## What is required
Take the material below and output exactly the run of lines from the one containing "assert!(state.can_transition_to(TabState::Closed));" down to the one containing "assert!(!TabState::Closed.can_transition_to(TabState::Errored));", with both included.

## Input for this task
.....
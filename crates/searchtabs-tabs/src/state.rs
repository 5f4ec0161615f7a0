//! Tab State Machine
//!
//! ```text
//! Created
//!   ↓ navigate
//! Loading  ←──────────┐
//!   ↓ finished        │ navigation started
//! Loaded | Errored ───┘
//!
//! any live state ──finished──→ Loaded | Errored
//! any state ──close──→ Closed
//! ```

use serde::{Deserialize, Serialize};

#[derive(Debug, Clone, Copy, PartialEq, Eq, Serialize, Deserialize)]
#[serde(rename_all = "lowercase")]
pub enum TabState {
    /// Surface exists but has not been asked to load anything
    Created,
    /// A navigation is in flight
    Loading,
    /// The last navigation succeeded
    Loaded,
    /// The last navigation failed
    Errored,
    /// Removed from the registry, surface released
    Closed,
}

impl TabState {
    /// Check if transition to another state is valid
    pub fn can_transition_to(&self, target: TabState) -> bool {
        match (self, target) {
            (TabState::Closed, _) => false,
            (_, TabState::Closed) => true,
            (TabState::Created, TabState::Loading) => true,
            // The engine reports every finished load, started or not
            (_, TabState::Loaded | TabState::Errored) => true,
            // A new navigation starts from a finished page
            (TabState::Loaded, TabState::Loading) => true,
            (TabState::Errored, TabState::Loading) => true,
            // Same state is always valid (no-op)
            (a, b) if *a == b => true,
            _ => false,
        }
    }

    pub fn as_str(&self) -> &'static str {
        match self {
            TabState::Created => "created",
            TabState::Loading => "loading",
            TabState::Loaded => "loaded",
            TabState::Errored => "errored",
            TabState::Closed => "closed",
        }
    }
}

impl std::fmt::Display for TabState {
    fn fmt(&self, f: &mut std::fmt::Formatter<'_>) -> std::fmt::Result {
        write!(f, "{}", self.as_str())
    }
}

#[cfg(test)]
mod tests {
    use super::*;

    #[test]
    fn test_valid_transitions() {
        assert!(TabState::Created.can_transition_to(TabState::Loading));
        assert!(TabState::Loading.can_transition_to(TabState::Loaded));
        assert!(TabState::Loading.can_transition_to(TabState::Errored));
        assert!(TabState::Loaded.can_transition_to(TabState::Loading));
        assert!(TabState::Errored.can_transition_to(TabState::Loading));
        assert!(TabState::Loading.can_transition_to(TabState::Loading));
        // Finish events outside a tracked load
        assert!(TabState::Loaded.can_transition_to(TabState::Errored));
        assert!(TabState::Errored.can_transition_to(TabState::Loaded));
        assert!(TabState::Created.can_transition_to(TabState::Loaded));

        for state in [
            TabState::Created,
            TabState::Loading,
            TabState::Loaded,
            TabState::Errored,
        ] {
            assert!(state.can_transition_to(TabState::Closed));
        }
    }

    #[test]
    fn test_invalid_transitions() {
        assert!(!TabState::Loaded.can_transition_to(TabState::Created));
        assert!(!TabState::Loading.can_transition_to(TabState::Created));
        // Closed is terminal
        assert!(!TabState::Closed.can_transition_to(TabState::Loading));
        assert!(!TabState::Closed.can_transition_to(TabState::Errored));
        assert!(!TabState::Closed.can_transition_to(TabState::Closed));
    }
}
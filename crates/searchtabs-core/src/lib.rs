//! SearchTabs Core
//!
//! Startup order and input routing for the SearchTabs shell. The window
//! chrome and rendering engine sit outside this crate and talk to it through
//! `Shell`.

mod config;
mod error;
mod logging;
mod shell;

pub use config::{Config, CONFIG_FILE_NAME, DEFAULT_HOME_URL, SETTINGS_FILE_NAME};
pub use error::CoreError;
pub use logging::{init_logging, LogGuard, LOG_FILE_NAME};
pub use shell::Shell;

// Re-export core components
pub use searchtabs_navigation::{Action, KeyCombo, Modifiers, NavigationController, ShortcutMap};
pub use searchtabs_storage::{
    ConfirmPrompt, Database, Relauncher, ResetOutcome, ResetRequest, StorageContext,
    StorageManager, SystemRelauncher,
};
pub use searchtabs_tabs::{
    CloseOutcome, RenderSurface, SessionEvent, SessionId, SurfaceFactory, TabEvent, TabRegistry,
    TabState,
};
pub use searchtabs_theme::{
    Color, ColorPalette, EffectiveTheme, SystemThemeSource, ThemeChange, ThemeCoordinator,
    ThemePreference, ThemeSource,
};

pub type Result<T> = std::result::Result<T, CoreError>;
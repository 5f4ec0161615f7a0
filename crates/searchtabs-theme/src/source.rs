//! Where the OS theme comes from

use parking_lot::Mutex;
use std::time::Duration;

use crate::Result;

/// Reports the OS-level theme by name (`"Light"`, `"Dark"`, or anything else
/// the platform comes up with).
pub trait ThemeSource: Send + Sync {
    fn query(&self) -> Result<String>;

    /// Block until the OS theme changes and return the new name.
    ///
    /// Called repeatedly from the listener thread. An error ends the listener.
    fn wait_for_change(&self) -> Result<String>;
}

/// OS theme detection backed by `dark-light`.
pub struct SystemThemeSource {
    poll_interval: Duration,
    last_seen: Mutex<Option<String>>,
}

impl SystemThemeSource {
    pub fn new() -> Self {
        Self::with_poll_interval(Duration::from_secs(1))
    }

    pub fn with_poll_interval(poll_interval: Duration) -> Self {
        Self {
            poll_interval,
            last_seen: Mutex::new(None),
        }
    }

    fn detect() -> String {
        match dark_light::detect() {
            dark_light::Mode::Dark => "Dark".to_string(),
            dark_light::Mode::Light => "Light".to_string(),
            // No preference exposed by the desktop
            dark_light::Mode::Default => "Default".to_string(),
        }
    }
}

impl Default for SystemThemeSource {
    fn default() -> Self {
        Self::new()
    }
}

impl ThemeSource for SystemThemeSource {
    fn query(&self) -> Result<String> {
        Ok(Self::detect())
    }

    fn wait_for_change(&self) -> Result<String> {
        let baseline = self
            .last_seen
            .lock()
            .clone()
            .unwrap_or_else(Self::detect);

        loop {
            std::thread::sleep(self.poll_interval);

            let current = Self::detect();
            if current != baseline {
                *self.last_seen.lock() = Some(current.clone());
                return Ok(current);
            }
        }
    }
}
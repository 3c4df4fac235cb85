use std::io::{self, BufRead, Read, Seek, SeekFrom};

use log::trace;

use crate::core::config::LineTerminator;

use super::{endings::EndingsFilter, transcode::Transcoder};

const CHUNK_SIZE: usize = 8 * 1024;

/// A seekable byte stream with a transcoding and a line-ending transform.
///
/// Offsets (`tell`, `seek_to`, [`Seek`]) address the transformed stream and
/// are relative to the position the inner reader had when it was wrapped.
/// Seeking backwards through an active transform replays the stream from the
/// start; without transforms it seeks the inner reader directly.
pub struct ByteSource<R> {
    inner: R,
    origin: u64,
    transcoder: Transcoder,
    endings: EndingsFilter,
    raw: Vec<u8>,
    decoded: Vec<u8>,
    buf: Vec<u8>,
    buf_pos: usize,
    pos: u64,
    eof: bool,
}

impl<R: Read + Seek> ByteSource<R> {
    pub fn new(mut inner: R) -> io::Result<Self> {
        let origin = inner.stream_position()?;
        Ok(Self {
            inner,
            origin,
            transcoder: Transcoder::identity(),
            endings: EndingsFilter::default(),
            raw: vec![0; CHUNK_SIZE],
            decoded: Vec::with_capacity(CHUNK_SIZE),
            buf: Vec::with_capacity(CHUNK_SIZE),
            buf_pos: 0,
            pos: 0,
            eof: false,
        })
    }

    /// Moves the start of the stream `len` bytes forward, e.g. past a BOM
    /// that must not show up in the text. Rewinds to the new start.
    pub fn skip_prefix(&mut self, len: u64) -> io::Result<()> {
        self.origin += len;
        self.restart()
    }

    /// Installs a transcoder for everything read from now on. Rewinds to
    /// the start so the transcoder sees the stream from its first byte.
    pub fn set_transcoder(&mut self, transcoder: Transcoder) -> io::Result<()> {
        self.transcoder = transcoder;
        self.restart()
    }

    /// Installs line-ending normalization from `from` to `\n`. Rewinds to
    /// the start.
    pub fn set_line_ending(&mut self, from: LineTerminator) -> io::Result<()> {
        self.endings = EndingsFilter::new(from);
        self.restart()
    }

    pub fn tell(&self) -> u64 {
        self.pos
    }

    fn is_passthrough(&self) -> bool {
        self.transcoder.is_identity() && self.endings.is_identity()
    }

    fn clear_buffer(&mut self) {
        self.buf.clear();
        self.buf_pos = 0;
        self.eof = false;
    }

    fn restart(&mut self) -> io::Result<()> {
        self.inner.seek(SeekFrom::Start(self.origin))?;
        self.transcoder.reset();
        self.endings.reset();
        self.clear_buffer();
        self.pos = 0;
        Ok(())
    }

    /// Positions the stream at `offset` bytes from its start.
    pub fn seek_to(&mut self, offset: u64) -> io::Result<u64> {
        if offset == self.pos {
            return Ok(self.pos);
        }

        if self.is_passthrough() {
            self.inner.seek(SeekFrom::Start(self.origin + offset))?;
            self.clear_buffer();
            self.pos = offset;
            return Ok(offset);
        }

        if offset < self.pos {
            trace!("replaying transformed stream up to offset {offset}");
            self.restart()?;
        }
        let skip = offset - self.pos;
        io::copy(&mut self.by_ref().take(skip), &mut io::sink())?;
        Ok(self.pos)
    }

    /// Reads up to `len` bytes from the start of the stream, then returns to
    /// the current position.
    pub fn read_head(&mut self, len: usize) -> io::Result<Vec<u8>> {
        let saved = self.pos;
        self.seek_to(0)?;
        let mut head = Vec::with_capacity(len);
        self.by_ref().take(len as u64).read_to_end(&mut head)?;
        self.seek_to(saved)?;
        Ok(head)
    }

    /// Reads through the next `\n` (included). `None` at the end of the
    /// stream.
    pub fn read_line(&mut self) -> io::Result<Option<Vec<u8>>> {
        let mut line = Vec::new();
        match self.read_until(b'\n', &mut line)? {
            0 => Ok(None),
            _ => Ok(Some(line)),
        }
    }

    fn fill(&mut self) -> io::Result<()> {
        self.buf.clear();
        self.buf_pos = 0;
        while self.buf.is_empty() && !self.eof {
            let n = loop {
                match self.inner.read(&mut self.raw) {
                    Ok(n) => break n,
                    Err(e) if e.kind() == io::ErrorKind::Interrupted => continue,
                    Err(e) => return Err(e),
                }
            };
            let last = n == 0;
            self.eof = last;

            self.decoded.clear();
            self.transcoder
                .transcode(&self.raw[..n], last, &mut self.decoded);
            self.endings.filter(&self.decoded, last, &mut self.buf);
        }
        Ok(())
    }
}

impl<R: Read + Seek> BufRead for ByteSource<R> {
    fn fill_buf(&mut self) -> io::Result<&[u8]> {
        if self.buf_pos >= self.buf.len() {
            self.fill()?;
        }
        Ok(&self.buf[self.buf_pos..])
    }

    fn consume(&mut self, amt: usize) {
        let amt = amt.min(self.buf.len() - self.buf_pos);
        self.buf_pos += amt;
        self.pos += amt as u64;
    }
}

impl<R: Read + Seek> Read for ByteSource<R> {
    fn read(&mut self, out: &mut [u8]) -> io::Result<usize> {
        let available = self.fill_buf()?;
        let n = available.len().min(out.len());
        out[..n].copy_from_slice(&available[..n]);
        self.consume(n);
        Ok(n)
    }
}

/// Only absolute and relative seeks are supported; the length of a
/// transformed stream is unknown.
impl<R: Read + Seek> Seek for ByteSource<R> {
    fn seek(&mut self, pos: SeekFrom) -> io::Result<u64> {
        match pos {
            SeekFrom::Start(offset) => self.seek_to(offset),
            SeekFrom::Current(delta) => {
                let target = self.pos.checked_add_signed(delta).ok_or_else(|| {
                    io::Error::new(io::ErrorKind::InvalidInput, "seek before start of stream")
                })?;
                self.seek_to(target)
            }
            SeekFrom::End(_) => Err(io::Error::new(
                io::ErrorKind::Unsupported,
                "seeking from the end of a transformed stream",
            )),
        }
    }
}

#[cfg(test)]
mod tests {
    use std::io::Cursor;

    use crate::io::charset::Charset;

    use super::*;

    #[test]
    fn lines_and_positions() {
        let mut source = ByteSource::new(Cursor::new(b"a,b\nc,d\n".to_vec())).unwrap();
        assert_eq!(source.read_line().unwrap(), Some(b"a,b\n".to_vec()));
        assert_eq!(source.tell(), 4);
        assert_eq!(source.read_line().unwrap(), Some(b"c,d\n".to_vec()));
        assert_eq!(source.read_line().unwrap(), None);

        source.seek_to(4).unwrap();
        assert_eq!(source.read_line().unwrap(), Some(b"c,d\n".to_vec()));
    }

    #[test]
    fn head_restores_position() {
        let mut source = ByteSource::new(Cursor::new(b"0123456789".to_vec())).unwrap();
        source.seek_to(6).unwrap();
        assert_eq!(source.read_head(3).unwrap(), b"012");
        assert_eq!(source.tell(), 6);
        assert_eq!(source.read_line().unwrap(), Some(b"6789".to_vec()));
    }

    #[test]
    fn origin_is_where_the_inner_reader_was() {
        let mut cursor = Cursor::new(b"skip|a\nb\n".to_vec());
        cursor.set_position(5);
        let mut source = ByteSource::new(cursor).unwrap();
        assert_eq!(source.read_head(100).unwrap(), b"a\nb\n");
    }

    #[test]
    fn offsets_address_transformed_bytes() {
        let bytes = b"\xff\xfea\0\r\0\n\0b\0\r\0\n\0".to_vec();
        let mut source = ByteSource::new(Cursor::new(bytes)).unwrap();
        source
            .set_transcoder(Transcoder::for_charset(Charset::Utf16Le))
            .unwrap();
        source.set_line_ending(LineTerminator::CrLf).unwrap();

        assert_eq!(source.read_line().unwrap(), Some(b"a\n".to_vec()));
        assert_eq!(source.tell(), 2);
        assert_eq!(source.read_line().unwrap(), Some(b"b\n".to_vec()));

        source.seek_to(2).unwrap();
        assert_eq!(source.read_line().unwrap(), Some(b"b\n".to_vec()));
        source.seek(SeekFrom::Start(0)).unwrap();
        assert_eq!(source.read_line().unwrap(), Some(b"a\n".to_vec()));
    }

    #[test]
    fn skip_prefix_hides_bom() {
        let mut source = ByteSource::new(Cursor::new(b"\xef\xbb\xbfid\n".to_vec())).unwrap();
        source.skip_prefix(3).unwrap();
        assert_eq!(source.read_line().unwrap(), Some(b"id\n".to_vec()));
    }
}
.....
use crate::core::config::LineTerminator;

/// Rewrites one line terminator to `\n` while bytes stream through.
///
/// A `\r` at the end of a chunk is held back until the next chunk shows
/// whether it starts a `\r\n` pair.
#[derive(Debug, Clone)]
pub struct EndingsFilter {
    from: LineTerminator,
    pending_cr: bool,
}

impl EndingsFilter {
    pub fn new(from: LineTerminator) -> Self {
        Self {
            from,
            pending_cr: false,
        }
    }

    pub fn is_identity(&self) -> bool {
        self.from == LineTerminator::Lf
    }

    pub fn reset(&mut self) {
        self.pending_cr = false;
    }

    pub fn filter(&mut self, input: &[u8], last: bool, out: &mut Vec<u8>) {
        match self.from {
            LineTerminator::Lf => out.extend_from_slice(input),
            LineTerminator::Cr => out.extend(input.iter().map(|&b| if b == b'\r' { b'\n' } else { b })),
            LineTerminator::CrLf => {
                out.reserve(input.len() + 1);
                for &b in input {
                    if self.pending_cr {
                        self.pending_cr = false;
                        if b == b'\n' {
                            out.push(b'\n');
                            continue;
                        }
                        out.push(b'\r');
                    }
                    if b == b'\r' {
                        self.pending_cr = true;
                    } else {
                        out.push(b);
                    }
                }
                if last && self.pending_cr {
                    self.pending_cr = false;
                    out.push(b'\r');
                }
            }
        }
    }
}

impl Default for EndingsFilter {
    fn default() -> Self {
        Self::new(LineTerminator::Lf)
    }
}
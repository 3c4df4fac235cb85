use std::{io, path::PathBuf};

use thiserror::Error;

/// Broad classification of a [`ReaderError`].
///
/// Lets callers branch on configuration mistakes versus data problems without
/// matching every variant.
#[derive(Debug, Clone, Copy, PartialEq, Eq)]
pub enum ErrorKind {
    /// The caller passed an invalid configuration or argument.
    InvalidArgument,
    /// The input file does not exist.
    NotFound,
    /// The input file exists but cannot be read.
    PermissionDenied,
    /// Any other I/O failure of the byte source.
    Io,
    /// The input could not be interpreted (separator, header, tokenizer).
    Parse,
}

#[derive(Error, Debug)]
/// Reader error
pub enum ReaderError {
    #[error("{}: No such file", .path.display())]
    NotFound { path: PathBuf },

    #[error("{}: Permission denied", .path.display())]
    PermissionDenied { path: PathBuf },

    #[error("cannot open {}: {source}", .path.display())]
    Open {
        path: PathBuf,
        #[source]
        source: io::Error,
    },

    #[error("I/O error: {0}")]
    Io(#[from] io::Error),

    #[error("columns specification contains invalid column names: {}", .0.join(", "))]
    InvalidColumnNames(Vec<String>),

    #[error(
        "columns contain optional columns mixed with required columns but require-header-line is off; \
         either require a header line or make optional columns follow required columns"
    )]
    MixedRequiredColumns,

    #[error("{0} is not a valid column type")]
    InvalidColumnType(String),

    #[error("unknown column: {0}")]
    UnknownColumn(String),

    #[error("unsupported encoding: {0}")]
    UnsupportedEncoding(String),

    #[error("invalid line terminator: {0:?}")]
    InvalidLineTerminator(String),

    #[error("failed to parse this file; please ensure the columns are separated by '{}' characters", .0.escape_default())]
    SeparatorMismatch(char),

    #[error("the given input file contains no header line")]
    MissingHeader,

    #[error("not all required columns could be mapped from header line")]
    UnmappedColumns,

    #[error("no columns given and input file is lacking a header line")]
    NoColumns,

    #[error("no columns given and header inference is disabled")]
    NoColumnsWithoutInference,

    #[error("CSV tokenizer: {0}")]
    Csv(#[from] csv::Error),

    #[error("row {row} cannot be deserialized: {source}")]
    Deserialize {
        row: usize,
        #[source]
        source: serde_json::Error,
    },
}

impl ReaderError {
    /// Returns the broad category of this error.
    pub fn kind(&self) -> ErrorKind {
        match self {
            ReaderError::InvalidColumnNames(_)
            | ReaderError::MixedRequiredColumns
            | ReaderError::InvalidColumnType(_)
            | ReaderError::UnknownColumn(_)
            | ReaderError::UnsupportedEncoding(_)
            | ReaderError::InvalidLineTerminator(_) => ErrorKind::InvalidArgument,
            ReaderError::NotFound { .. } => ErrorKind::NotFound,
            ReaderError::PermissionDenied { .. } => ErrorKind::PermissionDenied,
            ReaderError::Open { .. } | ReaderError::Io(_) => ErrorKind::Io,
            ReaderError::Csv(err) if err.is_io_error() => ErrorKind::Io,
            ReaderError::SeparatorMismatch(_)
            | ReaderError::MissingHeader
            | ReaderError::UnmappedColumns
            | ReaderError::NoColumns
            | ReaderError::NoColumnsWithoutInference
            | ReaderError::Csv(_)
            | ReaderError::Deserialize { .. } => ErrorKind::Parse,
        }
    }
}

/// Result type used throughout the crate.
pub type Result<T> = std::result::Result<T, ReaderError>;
.....
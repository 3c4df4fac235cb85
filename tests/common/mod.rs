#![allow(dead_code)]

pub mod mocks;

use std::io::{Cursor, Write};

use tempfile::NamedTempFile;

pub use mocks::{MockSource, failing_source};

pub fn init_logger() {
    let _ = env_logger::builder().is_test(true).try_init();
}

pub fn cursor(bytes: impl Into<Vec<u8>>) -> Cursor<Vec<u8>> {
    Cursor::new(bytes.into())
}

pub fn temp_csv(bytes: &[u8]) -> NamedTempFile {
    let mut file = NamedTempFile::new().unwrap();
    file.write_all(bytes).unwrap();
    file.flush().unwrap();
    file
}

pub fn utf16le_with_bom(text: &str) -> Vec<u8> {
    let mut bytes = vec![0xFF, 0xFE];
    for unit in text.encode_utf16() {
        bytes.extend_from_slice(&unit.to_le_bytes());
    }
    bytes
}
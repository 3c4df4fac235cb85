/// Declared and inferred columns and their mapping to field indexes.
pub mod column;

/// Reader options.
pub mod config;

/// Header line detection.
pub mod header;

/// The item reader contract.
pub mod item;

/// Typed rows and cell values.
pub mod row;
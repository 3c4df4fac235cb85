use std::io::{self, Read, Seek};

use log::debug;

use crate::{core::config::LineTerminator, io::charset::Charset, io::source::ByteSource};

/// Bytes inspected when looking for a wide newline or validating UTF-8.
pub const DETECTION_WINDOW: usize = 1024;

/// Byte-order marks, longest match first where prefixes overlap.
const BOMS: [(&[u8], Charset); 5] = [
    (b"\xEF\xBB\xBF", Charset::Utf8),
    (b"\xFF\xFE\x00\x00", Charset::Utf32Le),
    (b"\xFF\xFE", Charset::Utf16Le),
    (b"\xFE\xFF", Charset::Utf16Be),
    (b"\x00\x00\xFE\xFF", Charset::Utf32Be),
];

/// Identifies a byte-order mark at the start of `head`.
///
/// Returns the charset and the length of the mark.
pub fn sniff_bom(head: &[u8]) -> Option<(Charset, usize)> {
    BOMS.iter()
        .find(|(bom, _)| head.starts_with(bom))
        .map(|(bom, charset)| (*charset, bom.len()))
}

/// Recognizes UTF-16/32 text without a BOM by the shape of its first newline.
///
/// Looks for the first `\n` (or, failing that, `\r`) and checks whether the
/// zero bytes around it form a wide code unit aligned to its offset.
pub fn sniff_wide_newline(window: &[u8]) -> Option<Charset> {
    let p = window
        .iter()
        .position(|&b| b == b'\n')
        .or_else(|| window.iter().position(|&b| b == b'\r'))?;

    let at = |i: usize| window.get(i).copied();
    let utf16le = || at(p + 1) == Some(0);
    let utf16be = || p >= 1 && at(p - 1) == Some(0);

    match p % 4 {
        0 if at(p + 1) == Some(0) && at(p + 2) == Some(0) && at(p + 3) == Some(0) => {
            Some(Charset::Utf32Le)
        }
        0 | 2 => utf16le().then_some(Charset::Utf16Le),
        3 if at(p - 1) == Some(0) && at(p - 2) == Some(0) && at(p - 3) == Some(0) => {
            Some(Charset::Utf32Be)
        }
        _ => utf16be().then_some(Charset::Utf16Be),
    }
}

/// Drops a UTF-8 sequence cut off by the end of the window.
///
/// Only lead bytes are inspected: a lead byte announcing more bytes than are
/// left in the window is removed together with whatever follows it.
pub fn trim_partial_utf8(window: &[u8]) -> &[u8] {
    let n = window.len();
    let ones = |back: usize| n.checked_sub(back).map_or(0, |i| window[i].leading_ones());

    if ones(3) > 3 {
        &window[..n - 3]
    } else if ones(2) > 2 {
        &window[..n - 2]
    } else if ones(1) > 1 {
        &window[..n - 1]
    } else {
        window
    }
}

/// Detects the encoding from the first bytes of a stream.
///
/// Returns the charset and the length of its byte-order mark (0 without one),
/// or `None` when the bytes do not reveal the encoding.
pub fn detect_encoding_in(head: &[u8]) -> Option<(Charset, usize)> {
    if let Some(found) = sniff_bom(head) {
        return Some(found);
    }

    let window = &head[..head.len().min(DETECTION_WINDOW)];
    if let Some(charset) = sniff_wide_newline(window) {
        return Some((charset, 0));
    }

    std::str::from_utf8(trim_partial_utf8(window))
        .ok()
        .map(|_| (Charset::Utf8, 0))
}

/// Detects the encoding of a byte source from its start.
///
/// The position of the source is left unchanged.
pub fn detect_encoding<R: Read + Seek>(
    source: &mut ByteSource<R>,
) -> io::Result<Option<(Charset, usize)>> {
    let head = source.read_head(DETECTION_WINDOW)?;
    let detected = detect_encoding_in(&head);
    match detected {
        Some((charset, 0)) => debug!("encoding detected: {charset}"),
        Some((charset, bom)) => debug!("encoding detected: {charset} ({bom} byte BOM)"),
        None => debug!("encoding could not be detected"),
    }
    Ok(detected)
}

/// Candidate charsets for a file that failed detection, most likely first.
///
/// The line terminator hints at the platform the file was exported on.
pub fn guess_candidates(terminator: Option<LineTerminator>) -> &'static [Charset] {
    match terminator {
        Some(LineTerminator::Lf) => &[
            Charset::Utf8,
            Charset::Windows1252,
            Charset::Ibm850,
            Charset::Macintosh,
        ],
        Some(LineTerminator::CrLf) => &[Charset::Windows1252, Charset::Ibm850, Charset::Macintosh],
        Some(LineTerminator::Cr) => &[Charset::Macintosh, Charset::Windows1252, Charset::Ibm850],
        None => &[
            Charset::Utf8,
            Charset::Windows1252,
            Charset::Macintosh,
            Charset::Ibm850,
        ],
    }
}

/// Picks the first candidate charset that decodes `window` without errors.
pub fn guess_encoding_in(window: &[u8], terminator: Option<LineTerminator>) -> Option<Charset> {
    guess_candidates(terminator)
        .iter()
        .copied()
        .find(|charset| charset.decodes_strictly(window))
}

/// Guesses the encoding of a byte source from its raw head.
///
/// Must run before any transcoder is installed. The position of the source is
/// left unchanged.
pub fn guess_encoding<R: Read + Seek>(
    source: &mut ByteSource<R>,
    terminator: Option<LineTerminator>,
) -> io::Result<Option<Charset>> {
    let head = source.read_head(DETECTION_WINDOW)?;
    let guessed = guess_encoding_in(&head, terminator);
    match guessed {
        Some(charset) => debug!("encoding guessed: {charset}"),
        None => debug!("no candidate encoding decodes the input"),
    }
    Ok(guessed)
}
.....
## Output of the task
            assert!(state.can_transition_to(TabState::Closed));
        }
    }

    #[test]
    fn test_invalid_transitions() {
        assert!(!TabState::Loaded.can_transition_to(TabState::Created));
        assert!(!TabState::Loading.can_transition_to(TabState::Created));
        // Closed is terminal
        assert!(!TabState::Closed.can_transition_to(TabState::Loading));
        assert!(!TabState::Closed.can_transition_to(TabState::Errored));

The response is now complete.